Provide critical technical execution and analytical leadership, acting as a driving force in translating raw data into robust, production-ready data models.
Ensure cross-functional teams have seamless access to un-compromised, highly performant, and real-time datasets.
Responsible for dismantling legacy data workflows, engineering scalable data pipelines, and establishing rigorous validation standards to guarantee data reliability and pipeline health.
Requirements
3 to 5+ years of professional experience in dedicated data-focused engineering or advanced analytics roles.
Exceptional ability to write, debug, and tune complex SQL queries for heavy data transformations, validation, and analytics reporting.
Strong hands-on experience using Python to build custom data processing workflows, automation scripts, and pipeline connectors.
Direct experience designing, managing, and indexing performant data models natively within Snowflake.

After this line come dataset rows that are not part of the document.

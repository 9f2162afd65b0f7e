//! Fractal value noise for terrain displacement.
//!
//! Deterministic and seedable: the lattice hash folds the seed into integer
//! coordinates, so the same seed always reproduces the same terrain on any
//! platform.

use glam::Vec3;

/// Multi-octave value noise.
///
/// Each octave samples smoothstep-interpolated lattice noise, with frequency
/// scaled by `lacunarity` and amplitude by `persistence` per octave. Output
/// is roughly in `[-1, 1]` before octave summation widens it slightly.
#[derive(Clone, Copy, Debug)]
pub struct FractalNoise {
  /// Base spatial frequency of the first octave.
  pub frequency: f32,
  /// Number of octaves to accumulate.
  pub octaves: u32,
  /// Frequency multiplier per octave.
  pub lacunarity: f32,
  /// Amplitude multiplier per octave.
  pub persistence: f32,
  /// Hash seed.
  pub seed: i32,
}

impl Default for FractalNoise {
  fn default() -> Self {
    Self {
      frequency: 0.01,
      octaves: 4,
      lacunarity: 2.0,
      persistence: 0.5,
      seed: 1337,
    }
  }
}

impl FractalNoise {
  pub fn new(frequency: f32, octaves: u32) -> Self {
    Self {
      frequency,
      octaves,
      ..Self::default()
    }
  }

  pub fn with_seed(mut self, seed: i32) -> Self {
    self.seed = seed;
    self
  }

  /// Accumulate all octaves at a world position.
  pub fn sample(&self, position: Vec3) -> f32 {
    let mut value = 0.0;
    let mut amplitude = 1.0;
    let mut frequency = self.frequency;

    for _ in 0..self.octaves {
      value += self.value_noise(position * frequency) * amplitude;
      frequency *= self.lacunarity;
      amplitude *= self.persistence;
    }

    value
  }

  /// Single octave: hash the surrounding lattice cell and interpolate.
  fn value_noise(&self, p: Vec3) -> f32 {
    let x0 = p.x.floor() as i32;
    let y0 = p.y.floor() as i32;
    let z0 = p.z.floor() as i32;
    let (x1, y1, z1) = (x0.wrapping_add(1), y0.wrapping_add(1), z0.wrapping_add(1));

    let sx = smoothstep(p.x - x0 as f32);
    let sy = smoothstep(p.y - y0 as f32);
    let sz = smoothstep(p.z - z0 as f32);

    let n000 = self.hash(x0, y0, z0);
    let n001 = self.hash(x0, y0, z1);
    let n010 = self.hash(x0, y1, z0);
    let n011 = self.hash(x0, y1, z1);
    let n100 = self.hash(x1, y0, z0);
    let n101 = self.hash(x1, y0, z1);
    let n110 = self.hash(x1, y1, z0);
    let n111 = self.hash(x1, y1, z1);

    let ix00 = lerp(n000, n100, sx);
    let ix01 = lerp(n001, n101, sx);
    let ix10 = lerp(n010, n110, sx);
    let ix11 = lerp(n011, n111, sx);

    let ixy0 = lerp(ix00, ix10, sy);
    let ixy1 = lerp(ix01, ix11, sy);

    lerp(ixy0, ixy1, sz)
  }

  /// Integer lattice hash, output in `[-1, 1)`.
  fn hash(&self, x: i32, y: i32, z: i32) -> f32 {
    let mut n = x
      .wrapping_mul(374_761_393)
      .wrapping_add(y.wrapping_mul(668_265_263))
      .wrapping_add(z.wrapping_mul(1_013_904_223))
      .wrapping_add(self.seed);
    n = (n << 13) ^ n;
    n = n
      .wrapping_mul(
        n.wrapping_mul(n)
          .wrapping_mul(15_731)
          .wrapping_add(789_221),
      )
      .wrapping_add(1_376_312_589)
      & 0x7fff_ffff;
    n as f32 / 1_073_741_824.0 - 1.0
  }
}

#[inline]
fn smoothstep(t: f32) -> f32 {
  t * t * (3.0 - 2.0 * t)
}

#[inline]
fn lerp(a: f32, b: f32, t: f32) -> f32 {
  a + t * (b - a)
}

Production experience developing modular, tested, and documented data transformation code using dbt.
Practical familiarity with AWS cloud environments (e.g., S3, EC2, or related data orchestration services) supporting scalable storage and execution.
Strong understanding of data validation, data quality frameworks, and pipeline health troubleshooting.
Familiarity with next-generation data orchestrators like Dagster or Apache Airflow (Nice to have).
Prior experience working with marketplace dynamics, transactional data, matching algorithms, or user-behavior metrics (Nice to have).